[Records excerpted from a collection]
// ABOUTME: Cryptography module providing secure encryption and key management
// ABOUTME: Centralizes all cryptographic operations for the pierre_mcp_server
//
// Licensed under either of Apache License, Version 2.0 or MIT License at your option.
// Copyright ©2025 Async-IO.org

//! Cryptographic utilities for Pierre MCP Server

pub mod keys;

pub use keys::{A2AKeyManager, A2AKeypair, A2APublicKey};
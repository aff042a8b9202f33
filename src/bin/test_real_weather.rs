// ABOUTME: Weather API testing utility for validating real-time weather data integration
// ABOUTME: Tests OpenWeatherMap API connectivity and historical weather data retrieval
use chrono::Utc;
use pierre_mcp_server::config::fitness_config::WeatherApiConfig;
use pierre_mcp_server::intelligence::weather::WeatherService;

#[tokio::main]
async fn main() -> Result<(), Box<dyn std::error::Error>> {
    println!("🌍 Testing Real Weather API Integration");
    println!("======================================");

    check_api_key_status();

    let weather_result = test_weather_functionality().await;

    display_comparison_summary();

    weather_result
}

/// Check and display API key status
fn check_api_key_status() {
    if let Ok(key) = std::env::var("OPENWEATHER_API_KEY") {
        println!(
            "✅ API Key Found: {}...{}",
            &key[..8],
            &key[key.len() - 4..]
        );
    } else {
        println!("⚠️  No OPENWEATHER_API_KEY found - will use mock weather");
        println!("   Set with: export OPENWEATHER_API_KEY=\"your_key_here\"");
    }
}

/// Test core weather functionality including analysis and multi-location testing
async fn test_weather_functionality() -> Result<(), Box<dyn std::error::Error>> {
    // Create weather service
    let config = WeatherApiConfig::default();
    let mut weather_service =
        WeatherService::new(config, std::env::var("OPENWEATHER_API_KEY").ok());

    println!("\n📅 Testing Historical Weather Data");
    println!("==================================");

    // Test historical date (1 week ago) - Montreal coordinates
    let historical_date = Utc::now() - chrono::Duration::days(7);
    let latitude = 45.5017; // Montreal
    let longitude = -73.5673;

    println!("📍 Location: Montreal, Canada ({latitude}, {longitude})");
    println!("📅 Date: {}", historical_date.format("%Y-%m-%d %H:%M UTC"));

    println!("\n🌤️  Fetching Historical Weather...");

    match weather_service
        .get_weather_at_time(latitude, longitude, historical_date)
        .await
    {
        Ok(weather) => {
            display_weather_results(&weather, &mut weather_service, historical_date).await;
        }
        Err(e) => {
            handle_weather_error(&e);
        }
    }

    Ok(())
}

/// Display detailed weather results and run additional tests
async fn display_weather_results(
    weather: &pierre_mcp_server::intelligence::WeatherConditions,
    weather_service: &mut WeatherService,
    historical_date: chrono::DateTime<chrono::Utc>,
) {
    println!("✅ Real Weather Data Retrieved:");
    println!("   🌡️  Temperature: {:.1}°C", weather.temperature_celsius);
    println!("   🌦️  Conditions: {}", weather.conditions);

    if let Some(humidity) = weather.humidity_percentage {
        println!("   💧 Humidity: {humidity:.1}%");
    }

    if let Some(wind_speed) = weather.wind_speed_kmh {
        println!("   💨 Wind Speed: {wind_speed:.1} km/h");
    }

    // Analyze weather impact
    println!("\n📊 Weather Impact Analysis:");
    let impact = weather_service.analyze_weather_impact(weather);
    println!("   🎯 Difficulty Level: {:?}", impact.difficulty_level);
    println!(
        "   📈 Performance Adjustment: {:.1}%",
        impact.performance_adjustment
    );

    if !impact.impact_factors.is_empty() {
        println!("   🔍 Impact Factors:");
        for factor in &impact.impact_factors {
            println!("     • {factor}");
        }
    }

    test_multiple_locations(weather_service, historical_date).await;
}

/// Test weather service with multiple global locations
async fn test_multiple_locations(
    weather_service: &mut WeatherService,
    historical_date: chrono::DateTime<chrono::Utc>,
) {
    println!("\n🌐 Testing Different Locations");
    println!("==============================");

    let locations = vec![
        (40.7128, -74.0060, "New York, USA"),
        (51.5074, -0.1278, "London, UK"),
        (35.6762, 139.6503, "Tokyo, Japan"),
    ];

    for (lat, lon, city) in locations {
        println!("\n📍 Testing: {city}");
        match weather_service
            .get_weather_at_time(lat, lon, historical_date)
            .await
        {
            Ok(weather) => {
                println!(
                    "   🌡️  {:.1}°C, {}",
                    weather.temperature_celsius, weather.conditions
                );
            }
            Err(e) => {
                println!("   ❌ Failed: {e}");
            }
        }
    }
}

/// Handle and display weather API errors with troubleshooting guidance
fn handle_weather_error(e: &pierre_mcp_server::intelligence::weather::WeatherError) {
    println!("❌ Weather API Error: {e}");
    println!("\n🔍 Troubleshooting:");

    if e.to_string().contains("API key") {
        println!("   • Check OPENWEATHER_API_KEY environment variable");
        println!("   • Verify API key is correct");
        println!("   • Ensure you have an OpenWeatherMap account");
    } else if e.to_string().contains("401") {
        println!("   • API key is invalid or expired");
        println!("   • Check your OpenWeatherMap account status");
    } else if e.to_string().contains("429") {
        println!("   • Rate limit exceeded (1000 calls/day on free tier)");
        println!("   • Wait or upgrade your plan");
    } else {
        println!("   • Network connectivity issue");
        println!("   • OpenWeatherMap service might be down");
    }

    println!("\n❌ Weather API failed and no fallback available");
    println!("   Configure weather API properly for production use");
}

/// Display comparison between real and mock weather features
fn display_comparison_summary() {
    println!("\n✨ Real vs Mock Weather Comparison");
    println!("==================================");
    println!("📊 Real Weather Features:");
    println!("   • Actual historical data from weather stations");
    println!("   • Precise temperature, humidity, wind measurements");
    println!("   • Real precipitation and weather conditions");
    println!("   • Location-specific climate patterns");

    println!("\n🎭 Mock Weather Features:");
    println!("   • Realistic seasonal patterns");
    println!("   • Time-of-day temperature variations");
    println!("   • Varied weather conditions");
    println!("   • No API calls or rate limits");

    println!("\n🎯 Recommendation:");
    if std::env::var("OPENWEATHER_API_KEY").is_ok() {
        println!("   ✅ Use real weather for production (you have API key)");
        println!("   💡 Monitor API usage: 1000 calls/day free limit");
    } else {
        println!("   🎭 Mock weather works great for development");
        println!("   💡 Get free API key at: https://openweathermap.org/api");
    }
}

*Exercise description*
All the entries above should come back exactly as they are written.

*Result below*
// ABOUTME: Cryptography module providing secure encryption and key management
// ABOUTME: Centralizes all cryptographic operations for the pierre_mcp_server
//
// Licensed under either of Apache License, Version 2.0 or MIT License at your option.
// Copyright ©2025 Async-IO.org

//! Cryptographic utilities for Pierre MCP Server

pub mod keys;

pub use keys::{A2AKeyManager, A2AKeypair, A2APublicKey};
repository aff042a8b9202f33
filename src/bin/test_real_weather.rs
// ABOUTME: Weather API testing utility for validating real-time weather data integration
// ABOUTME: Tests OpenWeatherMap API connectivity and historical weather data retrieval
use chrono::Utc;
use pierre_mcp_server::config::fitness_config::WeatherApiConfig;
use pierre_mcp_server::intelligence::weather::WeatherService;

#[tokio::main]
async fn main() -> Result<(), Box<dyn std::error::Error>> {
    println!("🌍 Testing Real Weather API Integration");
    println!("======================================");

    check_api_key_status();

    let weather_result = test_weather_functionality().await;

    display_comparison_summary();

    weather_result
}

/// Check and display API key status
fn check_api_key_status() {
    if let Ok(key) = std::env::var("OPENWEATHER_API_KEY") {
        println!(
            "✅ API Key Found: {}...{}",
            &key[..8],
            &key[key.len() - 4..]
        );
    } else {
        println!("⚠️  No OPENWEATHER_API_KEY found - will use mock weather");
        println!("   Set with: export OPENWEATHER_API_KEY=\"your_key_here\"");
    }
}

/// Test core weather functionality including analysis and multi-location testing
async fn test_weather_functionality() -> Result<(), Box<dyn std::error::Error>> {
    // Create weather service
    let config = WeatherApiConfig::default();
    let mut weather_service =
        WeatherService::new(config, std::env::var("OPENWEATHER_API_KEY").ok());

    println!("\n📅 Testing Historical Weather Data");
    println!("==================================");

    // Test historical date (1 week ago) - Montreal coordinates
    let historical_date = Utc::now() - chrono::Duration::days(7);
    let latitude = 45.5017; // Montreal
    let longitude = -73.5673;

    println!("📍 Location: Montreal, Canada ({latitude}, {longitude})");
    println!("📅 Date: {}", historical_date.format("%Y-%m-%d %H:%M UTC"));

    println!("\n🌤️  Fetching Historical Weather...");

    match weather_service
        .get_weather_at_time(latitude, longitude, historical_date)
        .await
    {
        Ok(weather) => {
            display_weather_results(&weather, &mut weather_service, historical_date).await;
        }
        Err(e) => {
            handle_weather_error(&e);
        }
    }

    Ok(())
}

/// Display detailed weather results and run additional tests
async fn display_weather_results(
    weather: &pierre_mcp_server::intelligence::WeatherConditions,
    weather_service: &mut WeatherService,
    historical_date: chrono::DateTime<chrono::Utc>,
) {
    println!("✅ Real Weather Data Retrieved:");
    println!("   🌡️  Temperature: {:.1}°C", weather.temperature_celsius);
    println!("   🌦️  Conditions: {}", weather.conditions);

    if let Some(humidity) = weather.humidity_percentage {
        println!("   💧 Humidity: {humidity:.1}%");
    }

    if let Some(wind_speed) = weather.wind_speed_kmh {
        println!("   💨 Wind Speed: {wind_speed:.1} km/h");
    }

    // Analyze weather impact
    println!("\n📊 Weather Impact Analysis:");
    let impact = weather_service.analyze_weather_impact(weather);
    println!("   🎯 Difficulty Level: {:?}", impact.difficulty_level);
    println!(
        "   📈 Performance Adjustment: {:.1}%",
        impact.performance_adjustment
    );

    if !impact.impact_factors.is_empty() {
        println!("   🔍 Impact Factors:");
        for factor in &impact.impact_factors {
            println!("     • {factor}");
        }
    }

    test_multiple_locations(weather_service, historical_date).await;
}

/// Test weather service with multiple global locations
async fn test_multiple_locations(
    weather_service: &mut WeatherService,
    historical_date: chrono::DateTime<chrono::Utc>,
) {
    println!("\n🌐 Testing Different Locations");
    println!("==============================");

    let locations = vec![
        (40.7128, -74.0060, "New York, USA"),
        (51.5074, -0.1278, "London, UK"),
        (35.6762, 139.6503, "Tokyo, Japan"),
    ];

    for (lat, lon, city) in locations {
        println!("\n📍 Testing: {city}");
        match weather_service
            .get_weather_at_time(lat, lon, historical_date)
            .await
        {
            Ok(weather) => {
                println!(
                    "   🌡️  {:.1}°C, {}",
                    weather.temperature_celsius, weather.conditions
                );
            }
            Err(e) => {
                println!("   ❌ Failed: {e}");
            }
        }
    }
}

/// Handle and display weather API errors with troubleshooting guidance
fn handle_weather_error(e: &pierre_mcp_server::intelligence::weather::WeatherError) {
    println!("❌ Weather API Error: {e}");
    println!("\n🔍 Troubleshooting:");

    if e.to_string().contains("API key") {
        println!("   • Check OPENWEATHER_API_KEY environment variable");
        println!("   • Verify API key is correct");
        println!("   • Ensure you have an OpenWeatherMap account");
    } else if e.to_string().contains("401") {
        println!("   • API key is invalid or expired");
        println!("   • Check your OpenWeatherMap account status");
    } else if e.to_string().contains("429") {
        println!("   • Rate limit exceeded (1000 calls/day on free tier)");
        println!("   • Wait or upgrade your plan");
    } else {
        println!("   • Network connectivity issue");
        println!("   • OpenWeatherMap service might be down");
    }

    println!("\n❌ Weather API failed and no fallback available");
    println!("   Configure weather API properly for production use");
}

/// Display comparison between real and mock weather features
fn display_comparison_summary() {
    println!("\n✨ Real vs Mock Weather Comparison");
    println!("==================================");
    println!("📊 Real Weather Features:");
    println!("   • Actual historical data from weather stations");
    println!("   • Precise temperature, humidity, wind measurements");
    println!("   • Real precipitation and weather conditions");
    println!("   • Location-specific climate patterns");

    println!("\n🎭 Mock Weather Features:");
    println!("   • Realistic seasonal patterns");
    println!("   • Time-of-day temperature variations");
    println!("   • Varied weather conditions");
    println!("   • No API calls or rate limits");

    println!("\n🎯 Recommendation:");
    if std::env::var("OPENWEATHER_API_KEY").is_ok() {
        println!("   ✅ Use real weather for production (you have API key)");
        println!("   💡 Monitor API usage: 1000 calls/day free limit");
    } else {
        println!("   🎭 Mock weather works great for development");
        println!("   💡 Get free API key at: https://openweathermap.org/api");
    }
}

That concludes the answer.